- _What you are asked to do_
Return the run of lines below that opens with the line containing "inner whitespace runs" and closes with the line containing "if name == http::header::AUTHORIZATION.as_str()", keeping each one exact.

---+---

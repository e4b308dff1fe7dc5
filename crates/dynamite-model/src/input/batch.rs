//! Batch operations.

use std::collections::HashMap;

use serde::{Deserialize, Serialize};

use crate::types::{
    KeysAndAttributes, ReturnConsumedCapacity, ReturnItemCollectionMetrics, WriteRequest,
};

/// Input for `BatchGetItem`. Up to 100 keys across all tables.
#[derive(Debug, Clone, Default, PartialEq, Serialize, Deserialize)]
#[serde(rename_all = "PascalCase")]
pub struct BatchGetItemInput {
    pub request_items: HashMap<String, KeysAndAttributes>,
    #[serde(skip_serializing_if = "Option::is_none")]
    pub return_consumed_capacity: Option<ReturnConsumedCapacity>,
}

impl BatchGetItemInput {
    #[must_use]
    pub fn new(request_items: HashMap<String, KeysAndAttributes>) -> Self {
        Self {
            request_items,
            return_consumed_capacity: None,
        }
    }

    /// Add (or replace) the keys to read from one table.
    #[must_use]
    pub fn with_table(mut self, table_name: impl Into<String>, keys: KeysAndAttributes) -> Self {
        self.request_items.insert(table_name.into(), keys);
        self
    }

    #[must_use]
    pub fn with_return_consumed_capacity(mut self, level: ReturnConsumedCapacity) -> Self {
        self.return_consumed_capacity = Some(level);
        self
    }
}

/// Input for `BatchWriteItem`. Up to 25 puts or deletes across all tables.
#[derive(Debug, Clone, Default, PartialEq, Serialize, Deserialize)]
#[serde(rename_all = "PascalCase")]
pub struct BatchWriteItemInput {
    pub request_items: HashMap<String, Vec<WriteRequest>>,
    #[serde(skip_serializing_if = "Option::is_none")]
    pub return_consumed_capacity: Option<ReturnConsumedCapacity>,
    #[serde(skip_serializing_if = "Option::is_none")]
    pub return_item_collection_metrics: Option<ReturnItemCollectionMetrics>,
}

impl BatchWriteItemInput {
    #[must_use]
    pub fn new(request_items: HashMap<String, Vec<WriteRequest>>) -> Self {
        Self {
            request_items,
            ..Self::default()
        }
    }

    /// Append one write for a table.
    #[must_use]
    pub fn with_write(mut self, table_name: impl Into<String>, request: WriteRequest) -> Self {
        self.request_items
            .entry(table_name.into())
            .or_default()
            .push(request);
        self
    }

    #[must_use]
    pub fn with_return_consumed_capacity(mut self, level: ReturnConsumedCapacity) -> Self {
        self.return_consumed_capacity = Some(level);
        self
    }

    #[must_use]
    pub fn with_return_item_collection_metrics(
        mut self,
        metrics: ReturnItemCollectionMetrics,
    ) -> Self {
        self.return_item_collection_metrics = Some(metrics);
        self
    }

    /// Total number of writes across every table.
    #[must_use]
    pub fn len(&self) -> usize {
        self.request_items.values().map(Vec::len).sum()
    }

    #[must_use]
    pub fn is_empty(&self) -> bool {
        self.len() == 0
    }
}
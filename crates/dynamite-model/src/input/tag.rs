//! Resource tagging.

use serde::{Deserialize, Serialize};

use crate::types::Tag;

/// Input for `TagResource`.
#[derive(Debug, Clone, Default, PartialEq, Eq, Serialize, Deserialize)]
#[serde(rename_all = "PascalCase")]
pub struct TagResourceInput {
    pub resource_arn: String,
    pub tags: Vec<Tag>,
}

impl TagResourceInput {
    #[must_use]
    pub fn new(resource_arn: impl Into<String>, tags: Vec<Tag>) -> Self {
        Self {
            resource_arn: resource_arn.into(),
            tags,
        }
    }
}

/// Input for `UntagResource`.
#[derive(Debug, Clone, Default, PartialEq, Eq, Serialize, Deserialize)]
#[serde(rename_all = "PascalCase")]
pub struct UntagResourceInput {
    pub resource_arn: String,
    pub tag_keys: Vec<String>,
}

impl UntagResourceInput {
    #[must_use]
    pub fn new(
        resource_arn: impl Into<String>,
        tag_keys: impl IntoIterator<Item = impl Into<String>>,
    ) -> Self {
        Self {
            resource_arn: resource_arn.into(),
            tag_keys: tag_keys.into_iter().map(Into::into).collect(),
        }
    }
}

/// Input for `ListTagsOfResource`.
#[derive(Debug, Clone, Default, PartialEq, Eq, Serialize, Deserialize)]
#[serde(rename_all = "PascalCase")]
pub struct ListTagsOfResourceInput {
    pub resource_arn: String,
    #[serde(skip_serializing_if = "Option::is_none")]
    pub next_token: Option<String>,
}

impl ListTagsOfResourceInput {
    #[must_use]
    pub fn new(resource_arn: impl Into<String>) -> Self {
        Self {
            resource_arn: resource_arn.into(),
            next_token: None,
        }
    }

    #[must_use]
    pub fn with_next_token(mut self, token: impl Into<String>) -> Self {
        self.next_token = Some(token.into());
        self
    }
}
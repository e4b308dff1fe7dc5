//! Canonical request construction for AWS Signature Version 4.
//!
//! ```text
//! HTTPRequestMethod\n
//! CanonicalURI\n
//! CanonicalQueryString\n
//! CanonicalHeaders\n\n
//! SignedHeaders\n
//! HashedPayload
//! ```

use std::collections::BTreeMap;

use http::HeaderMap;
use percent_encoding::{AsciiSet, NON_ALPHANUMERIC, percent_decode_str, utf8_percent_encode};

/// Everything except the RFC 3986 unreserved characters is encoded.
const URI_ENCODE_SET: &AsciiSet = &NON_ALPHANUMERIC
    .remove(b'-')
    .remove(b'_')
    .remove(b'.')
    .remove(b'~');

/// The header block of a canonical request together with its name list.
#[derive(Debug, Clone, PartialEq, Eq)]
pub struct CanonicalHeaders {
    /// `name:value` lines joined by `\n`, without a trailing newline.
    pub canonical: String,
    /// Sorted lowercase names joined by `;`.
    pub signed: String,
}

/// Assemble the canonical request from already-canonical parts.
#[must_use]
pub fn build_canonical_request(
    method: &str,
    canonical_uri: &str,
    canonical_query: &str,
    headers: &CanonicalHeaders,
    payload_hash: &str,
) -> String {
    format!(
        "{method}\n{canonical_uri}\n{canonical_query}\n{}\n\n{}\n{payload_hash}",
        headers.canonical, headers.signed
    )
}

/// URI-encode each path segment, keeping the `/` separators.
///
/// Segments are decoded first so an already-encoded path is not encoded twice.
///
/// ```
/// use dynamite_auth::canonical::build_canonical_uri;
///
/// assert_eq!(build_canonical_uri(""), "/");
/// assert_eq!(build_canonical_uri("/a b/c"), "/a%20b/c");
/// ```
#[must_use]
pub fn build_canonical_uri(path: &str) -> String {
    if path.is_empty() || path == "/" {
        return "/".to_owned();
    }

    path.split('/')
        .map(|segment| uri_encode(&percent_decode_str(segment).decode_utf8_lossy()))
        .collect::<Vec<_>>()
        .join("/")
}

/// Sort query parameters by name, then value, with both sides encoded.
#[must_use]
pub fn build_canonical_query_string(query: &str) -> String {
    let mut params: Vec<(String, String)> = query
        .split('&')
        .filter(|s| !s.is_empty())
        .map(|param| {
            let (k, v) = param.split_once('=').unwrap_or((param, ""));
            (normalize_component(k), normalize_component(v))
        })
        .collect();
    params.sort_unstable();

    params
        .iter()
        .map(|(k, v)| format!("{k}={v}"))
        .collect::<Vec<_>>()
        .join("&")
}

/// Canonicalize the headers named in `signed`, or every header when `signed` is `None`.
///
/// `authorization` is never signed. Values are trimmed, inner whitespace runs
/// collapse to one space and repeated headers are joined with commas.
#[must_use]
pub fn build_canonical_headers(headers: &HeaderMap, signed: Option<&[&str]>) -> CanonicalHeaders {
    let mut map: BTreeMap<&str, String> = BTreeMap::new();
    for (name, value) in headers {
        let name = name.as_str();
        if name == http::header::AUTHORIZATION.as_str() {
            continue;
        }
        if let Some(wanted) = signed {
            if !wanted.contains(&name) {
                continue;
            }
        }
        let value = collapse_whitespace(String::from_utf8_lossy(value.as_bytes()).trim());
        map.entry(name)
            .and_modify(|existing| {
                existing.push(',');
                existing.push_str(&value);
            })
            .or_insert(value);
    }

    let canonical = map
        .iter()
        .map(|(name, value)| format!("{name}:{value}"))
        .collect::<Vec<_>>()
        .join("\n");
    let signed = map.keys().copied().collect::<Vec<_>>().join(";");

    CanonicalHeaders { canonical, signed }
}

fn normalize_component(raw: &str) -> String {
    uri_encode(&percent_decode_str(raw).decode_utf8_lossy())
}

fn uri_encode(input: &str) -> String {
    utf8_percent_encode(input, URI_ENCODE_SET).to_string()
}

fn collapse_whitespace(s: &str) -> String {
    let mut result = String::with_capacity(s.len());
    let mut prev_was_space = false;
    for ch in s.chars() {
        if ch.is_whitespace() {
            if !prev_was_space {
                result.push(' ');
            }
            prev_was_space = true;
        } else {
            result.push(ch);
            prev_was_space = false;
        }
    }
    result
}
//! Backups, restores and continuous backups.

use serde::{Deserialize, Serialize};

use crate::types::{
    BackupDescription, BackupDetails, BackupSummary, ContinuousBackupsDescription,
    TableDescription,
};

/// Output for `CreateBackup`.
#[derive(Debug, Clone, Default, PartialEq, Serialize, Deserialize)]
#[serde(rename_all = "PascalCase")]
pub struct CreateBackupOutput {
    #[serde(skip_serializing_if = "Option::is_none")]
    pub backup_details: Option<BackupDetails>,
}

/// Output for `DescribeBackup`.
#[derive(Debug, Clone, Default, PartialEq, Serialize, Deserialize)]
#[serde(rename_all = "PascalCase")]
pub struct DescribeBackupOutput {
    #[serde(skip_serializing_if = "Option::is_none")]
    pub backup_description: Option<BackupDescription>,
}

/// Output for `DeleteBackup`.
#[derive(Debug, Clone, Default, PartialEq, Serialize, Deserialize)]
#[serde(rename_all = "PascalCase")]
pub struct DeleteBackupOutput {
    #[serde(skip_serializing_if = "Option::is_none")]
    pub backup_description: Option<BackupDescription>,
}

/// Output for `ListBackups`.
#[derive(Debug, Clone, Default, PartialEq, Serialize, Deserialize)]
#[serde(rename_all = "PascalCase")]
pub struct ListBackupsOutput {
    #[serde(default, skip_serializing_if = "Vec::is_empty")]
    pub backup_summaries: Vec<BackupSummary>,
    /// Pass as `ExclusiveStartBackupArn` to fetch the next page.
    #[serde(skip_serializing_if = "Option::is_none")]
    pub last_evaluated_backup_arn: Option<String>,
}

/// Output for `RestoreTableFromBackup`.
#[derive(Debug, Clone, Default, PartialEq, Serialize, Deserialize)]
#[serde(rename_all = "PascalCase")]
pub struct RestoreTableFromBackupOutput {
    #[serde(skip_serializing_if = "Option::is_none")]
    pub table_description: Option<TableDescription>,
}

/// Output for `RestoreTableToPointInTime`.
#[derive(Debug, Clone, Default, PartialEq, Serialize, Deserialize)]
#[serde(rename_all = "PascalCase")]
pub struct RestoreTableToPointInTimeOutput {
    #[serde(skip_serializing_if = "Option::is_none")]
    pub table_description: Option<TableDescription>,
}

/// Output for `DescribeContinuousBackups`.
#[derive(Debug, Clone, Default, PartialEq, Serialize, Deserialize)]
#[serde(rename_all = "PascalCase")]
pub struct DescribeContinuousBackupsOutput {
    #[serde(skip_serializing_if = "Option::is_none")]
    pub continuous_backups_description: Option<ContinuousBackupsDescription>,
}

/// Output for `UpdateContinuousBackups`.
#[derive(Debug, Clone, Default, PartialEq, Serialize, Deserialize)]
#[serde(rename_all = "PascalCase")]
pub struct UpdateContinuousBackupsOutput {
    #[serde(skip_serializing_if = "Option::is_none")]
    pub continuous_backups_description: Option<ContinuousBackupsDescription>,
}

---+---

- _Output for this exercise_
/// `authorization` is never signed. Values are trimmed, inner whitespace runs
/// collapse to one space and repeated headers are joined with commas.
#[must_use]
pub fn build_canonical_headers(headers: &HeaderMap, signed: Option<&[&str]>) -> CanonicalHeaders {
    let mut map: BTreeMap<&str, String> = BTreeMap::new();
    for (name, value) in headers {
        let name = name.as_str();
        if name == http::header::AUTHORIZATION.as_str() {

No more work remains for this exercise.